As I attempt to source an air barb, Robb of Fine Finishes telephoned . He said he's removing all(ie, my crappy)spray paint(far too soft a finish in his opinion) and is duplicating the color palette in lacquer. Robb will give the entire project a profession touch. Robb is to apply lacquer via a spray booth, to be followed by coats of clear coat that is to be hand-buffed between coats . The platter is to be finished in a gloss black, all other top parts in mauve(ish) color paint . The Counterweight Arm, Bearing Spindel and Tone-Arm are to stay anodized black ; the VTA adjust & "L" bracket to the counterweight in mauve(ish) , the VTA adjust crew in stainless: A custom made part that allows more refinement to adjusting the VTA. All unused openings on the table top & sides are to be filled with curved-top red-oak plugs : The off-sided triangle cut-out , now filled filled with Roma , once housed the Hurst motor. That opening is to be coverered with red-oak trim to be attached using small brass screws set into the Roma underneath. Counterweights are to be solid brass (when sourced).

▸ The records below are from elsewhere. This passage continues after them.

//! Shared value types for the lending market engine: identifiers, the
//! per-reserve accounting record, and the small bitset used to track which
//! reserves a user has opted into as collateral.
//!
//! Grounded on the teacher's `common-structs` crate, which plays the same
//! role (plain data, no behavior beyond construction helpers) for its own
//! position/reserve model.

use market_constants::scale;
use market_errors::EngineError;
use primitive_types::U256;
use serde::{Deserialize, Serialize};

/// A borrower/lender identity. Concrete string wrapper rather than a generic
/// parameter — the engine never needs to be generic over address
/// representations, only over the collaborators (`AssetLedger`,
/// `PriceOracle`) that resolve what a `UserId` owns.
#[derive(Debug, Clone, PartialEq, Eq, PartialOrd, Ord, Hash, Serialize, Deserialize)]
pub struct UserId(pub String);

impl UserId {
    pub fn new(id: impl Into<String>) -> Self {
        Self(id.into())
    }
}

impl std::fmt::Display for UserId {
    fn fmt(&self, f: &mut std::fmt::Formatter<'_>) -> std::fmt::Result {
        write!(f, "{}", self.0)
    }
}

/// An underlying token identity (the asset a reserve wraps).
#[derive(Debug, Clone, PartialEq, Eq, PartialOrd, Ord, Hash, Serialize, Deserialize)]
pub struct TokenId(pub String);

impl TokenId {
    pub fn new(id: impl Into<String>) -> Self {
        Self(id.into())
    }
}

impl std::fmt::Display for TokenId {
    fn fmt(&self, f: &mut std::fmt::Formatter<'_>) -> std::fmt::Result {
        write!(f, "{}", self.0)
    }
}

/// Bit position of a reserve within a user's collateral set, `0..64`. The
/// engine caps reserve count at 64 so a single `u64` mask can represent
/// "which reserves is this user using as collateral" without a heap
/// allocation per user.
pub use market_errors::ReserveIndex;

pub const MAX_RESERVES: u8 = 64;

/// Bitset over up to 64 reserves, recording which ones a user has enabled
/// as collateral. Enabling/disabling is explicit (spec.md §9 Open Question
/// resolution: deposits are never auto-enabled as collateral).
#[derive(Debug, Clone, Copy, PartialEq, Eq, Default, Serialize, Deserialize)]
pub struct CollateralMask(pub u64);

impl CollateralMask {
    pub fn empty() -> Self {
        Self(0)
    }

    pub fn contains(self, index: ReserveIndex) -> bool {
        self.0 & (1u64 << index) != 0
    }

    pub fn set(&mut self, index: ReserveIndex) {
        self.0 |= 1u64 << index;
    }

    pub fn clear(&mut self, index: ReserveIndex) {
        self.0 &= !(1u64 << index);
    }

    pub fn is_empty(self) -> bool {
        self.0 == 0
    }

    /// Iterates the set bits in ascending index order.
    pub fn iter(self) -> impl Iterator<Item = ReserveIndex> {
        let bits = self.0;
        (0..MAX_RESERVES).filter(move |i| bits & (1u64 << i) != 0)
    }
}

/// Per-reserve accounting record: the curve parameters, the two running
/// accumulators, and the bookkeeping the engine needs to accrue interest and
/// evaluate solvency. One `Reserve` exists per listed asset.
#[derive(Debug, Clone, Serialize, Deserialize)]
pub struct Reserve {
    pub token: TokenId,
    /// Bit position of this reserve in every user's `CollateralMask`.
    pub index: ReserveIndex,
    /// Decimal precision of the underlying token (as tracked by `AssetLedger`).
    pub decimals: u32,

    /// Fraction (`SCALE`-precision) of this reserve's USD value that counts
    /// toward a user's collateral value when deposited.
    pub collateral_factor: U256,
    /// Divisor (`SCALE`-precision) that inflates the USD cost of debt
    /// denominated in this reserve.
    pub borrow_factor: U256,
    /// Fraction of accrued borrow interest retained as protocol reserves
    /// rather than passed through to lenders.
    pub reserve_factor: U256,
    /// Fraction of a flash-borrowed amount charged as a fee.
    pub flash_loan_fee: U256,

    pub irm: market_rates::IrmParams,

    /// Cumulative growth factor for raw deposit balances, `SCALE`-precision,
    /// monotonically non-decreasing.
    pub lending_accumulator: U256,
    /// Cumulative growth factor for raw debt balances, `SCALE`-precision,
    /// monotonically non-decreasing.
    pub debt_accumulator: U256,
    /// Last computed annualized borrow rate, `SCALE`-precision.
    pub current_borrowing_rate: U256,
    /// Last computed annualized lending rate, `SCALE`-precision.
    pub current_lending_rate: U256,
    /// Sum of raw (unscaled) debt across all borrowers of this reserve.
    pub raw_total_debt: U256,

    pub last_update_ts: u64,

    /// Reentrancy guard held for the duration of a flash loan against this
    /// reserve (spec.md §4.7).
    pub flash_loan_guard: bool,
    /// Administrative pause: blocks deposit/withdraw/borrow/repay/liquidate
    /// when set, but never blocks accrual itself.
    pub paused: bool,
}

impl Reserve {
    #[allow(clippy::too_many_arguments)]
    pub fn new(
        token: TokenId,
        index: ReserveIndex,
        decimals: u32,
        collateral_factor: U256,
        borrow_factor: U256,
        reserve_factor: U256,
        flash_loan_fee: U256,
        irm: market_rates::IrmParams,
        now: u64,
    ) -> Result<Self, EngineError> {
        if index >= MAX_RESERVES {
            return Err(EngineError::SafeCastOutOfRange);
        }
        if collateral_factor > scale() || borrow_factor > scale() || reserve_factor > scale() {
            return Err(EngineError::SafeCastOutOfRange);
        }
        Ok(Self {
            token,
            index,
            decimals,
            collateral_factor,
            borrow_factor,
            reserve_factor,
            flash_loan_fee,
            irm,
            lending_accumulator: scale(),
            debt_accumulator: scale(),
            current_borrowing_rate: U256::zero(),
            current_lending_rate: U256::zero(),
            raw_total_debt: U256::zero(),
            last_update_ts: now,
            flash_loan_guard: false,
            paused: false,
        })
    }
}

/// A single borrower's outstanding raw debt in one reserve. Raw units grow
/// implicitly as `debt_accumulator` advances; `face = raw * debt_accumulator
/// / SCALE` is the amount actually owed at any instant.
#[derive(Debug, Clone, Copy, Default, PartialEq, Eq, Serialize, Deserialize)]
pub struct UserDebt {
    pub raw_amount: U256,
}

impl UserDebt {
    pub fn is_empty(self) -> bool {
        self.raw_amount.is_zero()
    }
}
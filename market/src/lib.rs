//! The central accounting engine: reserve/user storage, accumulator
//! synchronization, solvency arithmetic, and the nine user-facing operations
//! (deposit/withdraw/borrow/repay/liquidate/flash_loan plus the z-token
//! transfer surface) that mutate it.
//!
//! Grounded on the teacher's `lending_pool` contract, which plays the same
//! "one struct owns every reserve and every position" role; `Market` collapses
//! the teacher's separate `controller`/`lending_pool`/`liquidity_pool`
//! contracts into a single in-process engine since there is no cross-contract
//! call boundary to preserve off-chain (`SPEC_FULL.md` §3).
//!
//! `Market` is deliberately free of type parameters: every external
//! collaborator — the base-asset ledger, the price feed, the event sink — is
//! taken as a trait object parameter on the operation that needs it, rather
//! than stored as a generic field. See `solvency.rs` for why z-token
//! mint/burn/transfer calls from here always pass a throwaway
//! [`solvency::ConstAccumulator`] instead of threading a live `&Market`
//! through a trait object.

pub mod admin;
pub mod config;
pub mod ops;
pub mod solvency;
pub mod sync;

pub use config::MarketConfig;

use market_errors::EngineError;
use market_structs::{CollateralMask, Reserve, ReserveIndex, TokenId, UserDebt, UserId};
use std::collections::HashMap;
use z_token::ZTokenState;

/// The engine. One instance per deployed market; reserves are added via
/// [`admin::Market::add_reserve`] and indexed densely from `0`.
pub struct Market {
    pub config: MarketConfig,
    reserves: Vec<Reserve>,
    token_index: HashMap<TokenId, ReserveIndex>,
    z_tokens: Vec<ZTokenState>,
    user_debts: HashMap<(UserId, ReserveIndex), UserDebt>,
    collateral_masks: HashMap<UserId, CollateralMask>,
}

impl Market {
    pub fn new(config: MarketConfig) -> Self {
        Self {
            config,
            reserves: Vec::new(),
            token_index: HashMap::new(),
            z_tokens: Vec::new(),
            user_debts: HashMap::new(),
            collateral_masks: HashMap::new(),
        }
    }

    pub fn reserve_count(&self) -> usize {
        self.reserves.len()
    }

    pub fn reserve(&self, index: ReserveIndex) -> Result<&Reserve, EngineError> {
        self.reserves
            .get(index as usize)
            .ok_or_else(|| EngineError::UnknownReserve(index.to_string()))
    }

    fn reserve_mut(&mut self, index: ReserveIndex) -> Result<&mut Reserve, EngineError> {
        self.reserves
            .get_mut(index as usize)
            .ok_or_else(|| EngineError::UnknownReserve(index.to_string()))
    }

    pub fn resolve_index(&self, token: &TokenId) -> Result<ReserveIndex, EngineError> {
        self.token_index
            .get(token)
            .copied()
            .ok_or_else(|| EngineError::UnknownReserve(token.0.clone()))
    }

    pub fn collateral_mask(&self, user: &UserId) -> CollateralMask {
        self.collateral_masks.get(user).copied().unwrap_or_default()
    }

    pub fn user_debt(&self, user: &UserId, index: ReserveIndex) -> UserDebt {
        self.user_debts
            .get(&(user.clone(), index))
            .copied()
            .unwrap_or_default()
    }

    /// `floor(raw_debt * debt_accumulator / SCALE)`.
    pub fn face_debt(&self, user: &UserId, index: ReserveIndex) -> Result<primitive_types::U256, EngineError> {
        let debt = self.user_debt(user, index);
        market_math::FixedMath::mul_fp(debt.raw_amount, self.reserve(index)?.debt_accumulator)
    }

    /// `floor(raw_z_balance * lending_accumulator / SCALE)`.
    pub fn face_z_balance(&self, user: &UserId, index: ReserveIndex) -> Result<primitive_types::U256, EngineError> {
        let accumulator = self.reserve(index)?.lending_accumulator;
        self.z_tokens[index as usize].balance_of(user, &solvency::ConstAccumulator(accumulator))
    }

    pub fn raw_z_total_supply(&self, index: ReserveIndex) -> Result<primitive_types::U256, EngineError> {
        Ok(self.z_tokens[index as usize].raw_total_supply())
    }

    fn require_not_paused(&self, index: ReserveIndex) -> Result<(), EngineError> {
        let reserve = self.reserve(index)?;
        if reserve.paused {
            return Err(EngineError::Paused(reserve.token.0.clone()));
        }
        Ok(())
    }

    // ---- storage helpers used by ops.rs's snapshot/restore rollback pattern

    fn z_tokens_clone(&self, index: ReserveIndex) -> ZTokenState {
        self.z_tokens[index as usize].clone()
    }

    fn z_token_mut(&mut self, index: ReserveIndex) -> &mut ZTokenState {
        &mut self.z_tokens[index as usize]
    }

    fn restore_reserve(&mut self, index: ReserveIndex, reserve: Reserve) {
        self.reserves[index as usize] = reserve;
    }

    fn restore_z_token(&mut self, index: ReserveIndex, z_token: ZTokenState) {
        self.z_tokens[index as usize] = z_token;
    }

    fn set_collateral_mask(&mut self, user: &UserId, mask: CollateralMask) {
        self.collateral_masks.insert(user.clone(), mask);
    }

    fn user_debt_raw(&self, user: &UserId, index: ReserveIndex) -> Option<UserDebt> {
        self.user_debts.get(&(user.clone(), index)).copied()
    }

    fn restore_user_debt(&mut self, user: &UserId, index: ReserveIndex, debt: Option<UserDebt>) {
        let key = (user.clone(), index);
        match debt {
            Some(debt) => {
                self.user_debts.insert(key, debt);
            }
            None => {
                self.user_debts.remove(&key);
            }
        }
    }

    fn set_user_debt(&mut self, user: &UserId, index: ReserveIndex, debt: UserDebt) {
        let key = (user.clone(), index);
        if debt.is_empty() {
            self.user_debts.remove(&key);
        } else {
            self.user_debts.insert(key, debt);
        }
    }

    fn clear_user_debt(&mut self, user: &UserId, index: ReserveIndex) {
        self.user_debts.remove(&(user.clone(), index));
    }
}
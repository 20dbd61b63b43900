//! Owner-gated administrative surface: reserve listing and per-reserve
//! parameter/pause control. Grounded on the teacher's
//! `controller::admin` module, which gates the same set of knobs behind an
//! on-chain owner check; here `MarketConfig::require_owner` plays that role.

use market_constants::scale;
use market_errors::EngineError;
use market_events::{Event, EventSink};
use market_rates::IrmParams;
use market_structs::{Reserve, TokenId, UserId};
use primitive_types::U256;
use z_token::ZTokenState;

use crate::Market;

impl Market {
    /// Registers a new reserve for `token`. Reserve indices are assigned
    /// densely starting at `0`, in registration order.
    #[allow(clippy::too_many_arguments)]
    pub fn add_reserve(
        &mut self,
        caller: &UserId,
        token: TokenId,
        decimals: u32,
        collateral_factor: U256,
        borrow_factor: U256,
        reserve_factor: U256,
        flash_loan_fee: U256,
        irm: IrmParams,
        now: u64,
        sink: &dyn EventSink,
    ) -> Result<(), EngineError> {
        self.config.require_owner(caller)?;
        if self.token_index.contains_key(&token) {
            return Err(EngineError::DuplicateReserve(token.0));
        }
        let index = self.reserves.len() as market_structs::ReserveIndex;
        let reserve = Reserve::new(
            token.clone(),
            index,
            decimals,
            collateral_factor,
            borrow_factor,
            reserve_factor,
            flash_loan_fee,
            irm,
            now,
        )?;
        self.token_index.insert(token.clone(), index);
        self.reserves.push(reserve);
        self.z_tokens.push(ZTokenState::new(index));

        sink.emit(Event::ReserveCreated { token, index });
        tracing::info!(index, decimals, "reserve registered");
        Ok(())
    }

    pub fn set_treasury(&mut self, caller: &UserId, treasury: UserId) -> Result<(), EngineError> {
        self.config.require_owner(caller)?;
        self.config.treasury = treasury;
        Ok(())
    }

    pub fn set_collateral_factor(&mut self, caller: &UserId, token: &TokenId, collateral_factor: U256, sink: &dyn EventSink) -> Result<(), EngineError> {
        self.config.require_owner(caller)?;
        if collateral_factor > scale() {
            return Err(EngineError::SafeCastOutOfRange);
        }
        let index = self.resolve_index(token)?;
        self.reserve_mut(index)?.collateral_factor = collateral_factor;
        sink.emit(Event::ReserveParamsUpdated { token: token.clone(), index });
        Ok(())
    }

    pub fn set_borrow_factor(&mut self, caller: &UserId, token: &TokenId, borrow_factor: U256, sink: &dyn EventSink) -> Result<(), EngineError> {
        self.config.require_owner(caller)?;
        if borrow_factor > scale() {
            return Err(EngineError::SafeCastOutOfRange);
        }
        let index = self.resolve_index(token)?;
        self.reserve_mut(index)?.borrow_factor = borrow_factor;
        sink.emit(Event::ReserveParamsUpdated { token: token.clone(), index });
        Ok(())
    }

    pub fn set_reserve_factor(&mut self, caller: &UserId, token: &TokenId, reserve_factor: U256, sink: &dyn EventSink) -> Result<(), EngineError> {
        self.config.require_owner(caller)?;
        if reserve_factor > scale() {
            return Err(EngineError::SafeCastOutOfRange);
        }
        let index = self.resolve_index(token)?;
        self.reserve_mut(index)?.reserve_factor = reserve_factor;
        sink.emit(Event::ReserveParamsUpdated { token: token.clone(), index });
        Ok(())
    }

    pub fn set_flash_loan_fee(&mut self, caller: &UserId, token: &TokenId, flash_loan_fee: U256, sink: &dyn EventSink) -> Result<(), EngineError> {
        self.config.require_owner(caller)?;
        if flash_loan_fee > scale() {
            return Err(EngineError::SafeCastOutOfRange);
        }
        let index = self.resolve_index(token)?;
        self.reserve_mut(index)?.flash_loan_fee = flash_loan_fee;
        sink.emit(Event::ReserveParamsUpdated { token: token.clone(), index });
        Ok(())
    }

    pub fn set_interest_rate_model(&mut self, caller: &UserId, token: &TokenId, irm: IrmParams, sink: &dyn EventSink) -> Result<(), EngineError> {
        self.config.require_owner(caller)?;
        let index = self.resolve_index(token)?;
        self.reserve_mut(index)?.irm = irm;
        sink.emit(Event::ReserveParamsUpdated { token: token.clone(), index });
        Ok(())
    }

    pub fn pause(&mut self, caller: &UserId, token: &TokenId, sink: &dyn EventSink) -> Result<(), EngineError> {
        self.config.require_owner(caller)?;
        let index = self.resolve_index(token)?;
        self.reserve_mut(index)?.paused = true;
        sink.emit(Event::ReservePaused { token: token.clone(), index });
        tracing::warn!(index, "reserve paused");
        Ok(())
    }

    pub fn unpause(&mut self, caller: &UserId, token: &TokenId, sink: &dyn EventSink) -> Result<(), EngineError> {
        self.config.require_owner(caller)?;
        let index = self.resolve_index(token)?;
        self.reserve_mut(index)?.paused = false;
        sink.emit(Event::ReserveUnpaused { token: token.clone(), index });
        Ok(())
    }
}
use serde::Serialize;

#[cfg(feature = "async")]
use crate::{Result, WarehouseAuthError};

/// A single named parameter binding on a statement
#[derive(Debug, Clone, Serialize)]
pub struct StatementParameter {
    /// Parameter name referenced by the statement
    pub name: String,
    /// Warehouse type of the value (e.g. "DATE", "STRING")
    #[serde(rename = "type")]
    pub kind: String,
    /// Literal value, sent as a string
    pub value: String,
}

impl StatementParameter {
    pub fn new(
        name: impl Into<String>,
        kind: impl Into<String>,
        value: impl Into<String>,
    ) -> Self {
        Self {
            name: name.into(),
            kind: kind.into(),
            value: value.into(),
        }
    }

    /// A DATE-typed binding
    pub fn date(name: impl Into<String>, value: impl Into<String>) -> Self {
        Self::new(name, "DATE", value)
    }
}

/// One SQL statement execution request
///
/// Serializes to the statements endpoint's wire shape:
/// `{statement, warehouse_id, parameters: [{name, type, value}]}`.
#[derive(Debug, Clone, Serialize)]
pub struct StatementRequest {
    /// The SQL text to execute
    pub statement: String,
    /// Identifier of the warehouse that runs the statement
    pub warehouse_id: String,
    /// Named parameter bindings
    #[serde(skip_serializing_if = "Vec::is_empty")]
    pub parameters: Vec<StatementParameter>,
}

impl StatementRequest {
    pub fn new(statement: impl Into<String>, warehouse_id: impl Into<String>) -> Self {
        Self {
            statement: statement.into(),
            warehouse_id: warehouse_id.into(),
            parameters: Vec::new(),
        }
    }

    /// Append a parameter binding
    pub fn with_parameter(mut self, parameter: StatementParameter) -> Self {
        self.parameters.push(parameter);
        self
    }
}

/// Client for the workspace SQL statements endpoint
///
/// Submits one statement with bearer-token authorization and hands the
/// response body back untouched. The statement is assumed to complete
/// synchronously; a pending execution state is not polled for (see the
/// crate-level notes).
#[cfg(feature = "async")]
pub struct StatementsClient {
    statements_url: String,
    access_token: String,
}

#[cfg(feature = "async")]
impl StatementsClient {
    /// Create a client against an explicit statements endpoint URL
    pub fn new(statements_url: impl Into<String>, access_token: impl Into<String>) -> Self {
        Self {
            statements_url: statements_url.into(),
            access_token: access_token.into(),
        }
    }

    /// Create a client for a workspace hostname
    pub fn for_workspace(host: impl AsRef<str>, access_token: impl Into<String>) -> Self {
        Self::new(
            format!("https://{}/api/2.0/sql/statements", host.as_ref()),
            access_token,
        )
    }

    /// Submit one statement and return the raw response body
    ///
    /// Any non-success status is fatal and surfaced as
    /// [`WarehouseAuthError::Http`]; nothing is retried.
    pub async fn submit(&self, request: &StatementRequest) -> Result<serde_json::Value> {
        let client = reqwest::Client::new();

        let response = client
            .post(&self.statements_url)
            .bearer_auth(&self.access_token)
            .json(request)
            .send()
            .await?;

        if !response.status().is_success() {
            let status = response.status().as_u16();
            let body = response.text().await.unwrap_or_default();
            return Err(WarehouseAuthError::Http { status, body });
        }

        tracing::debug!(warehouse_id = %request.warehouse_id, "statement submitted");
        response.json().await.map_err(Into::into)
    }
}

#[cfg(test)]
mod tests {
    #[cfg(feature = "async")]
    use mockito::{Matcher, Server};
    use pretty_assertions::assert_eq;
    use serde_json::json;

    use super::*;
    #[cfg(feature = "async")]
    use crate::WarehouseAuthError;

    fn sample_request() -> StatementRequest {
        StatementRequest::new("SELECT 1 WHERE d = :date", "wh-1")
            .with_parameter(StatementParameter::date("date", "2016-02-01"))
    }

    #[test]
    fn request_serializes_to_the_wire_shape() {
        let body = serde_json::to_value(sample_request()).unwrap();
        assert_eq!(
            body,
            json!({
                "statement": "SELECT 1 WHERE d = :date",
                "warehouse_id": "wh-1",
                "parameters": [
                    {"name": "date", "type": "DATE", "value": "2016-02-01"}
                ]
            })
        );
    }

    #[cfg(feature = "async")]
    #[tokio::test]
    async fn submit_sends_bearer_token_and_returns_the_body_untouched() {
        let mut server = Server::new_async().await;

        let mock = server
            .mock("POST", "/api/2.0/sql/statements")
            .match_header("authorization", "Bearer tok1")
            .match_body(Matcher::Json(json!({
                "statement": "SELECT 1 WHERE d = :date",
                "warehouse_id": "wh-1",
                "parameters": [
                    {"name": "date", "type": "DATE", "value": "2016-02-01"}
                ]
            })))
            .with_status(200)
            .with_body(r#"{"result": "ok", "row_count": 10}"#)
            .create_async()
            .await;

        let client = StatementsClient::new(
            format!("{}/api/2.0/sql/statements", server.url()),
            "tok1",
        );
        let result = client.submit(&sample_request()).await.unwrap();

        assert_eq!(result, json!({"result": "ok", "row_count": 10}));

        mock.assert_async().await;
    }

    #[cfg(feature = "async")]
    #[tokio::test]
    async fn submit_failure_is_fatal() {
        let mut server = Server::new_async().await;

        server
            .mock("POST", "/api/2.0/sql/statements")
            .with_status(403)
            .with_body("permission denied")
            .create_async()
            .await;

        let client = StatementsClient::new(
            format!("{}/api/2.0/sql/statements", server.url()),
            "tok1",
        );
        let err = client.submit(&sample_request()).await.unwrap_err();

        match err {
            WarehouseAuthError::Http { status, body } => {
                assert_eq!(status, 403);
                assert_eq!(body, "permission denied");
            }
            other => panic!("expected Http error, got {other:?}"),
        }
    }
}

The TT Motor is to sit on a red-oak platform that affixes off-angle to Ari's right front corner. The platform looks like an inverted "Z" is attached via extending the red-oak plank of the "Z" that covers the existing right front opening the adjusting spike once used. Single sided 3M absorber tape affixed to the oak acts as a interface between the "Z" and the table side to dampened any platform vibes. The whole sub-unit is affixed via a brass bolt & washer, thru a hole drilled into the "Z" that will axcess to re-use the adjuster hole to affix the sub-unit to the Ari's plinth.

All orgininal screws & supports are to be reused. A toothpick is to apply Permatex , 83H , # 80057, Super "300", gasket sealant as a dampner to threaded parts. Far more effective that super-glue and far less hassel when time to be removed. Just a dab will do ya.

Dare I mention this ? I might consider a lacquer clear mixed with ? color sprayed to be over the white plastic plinth(maybe).

I will begin to dampen some interfaces where ,in my opinion, un- wanted vibration(s)could/do occurr. Currently, I am testing materals. Should any reader have auditioned/owned a Beard Amp than you recall that most unique of audio voicing. Partly, that signature audio palette is the result of paper dampters placed on/under certian boards to dampen micro-vibrations. That practice is not lost on me and I will attempt to duplicate that idea via the table's tone/adjust as to some parts/places I choose for that select application.

So far, besides paint, everything I have done can be reversed ,as in removed, without damage to the table.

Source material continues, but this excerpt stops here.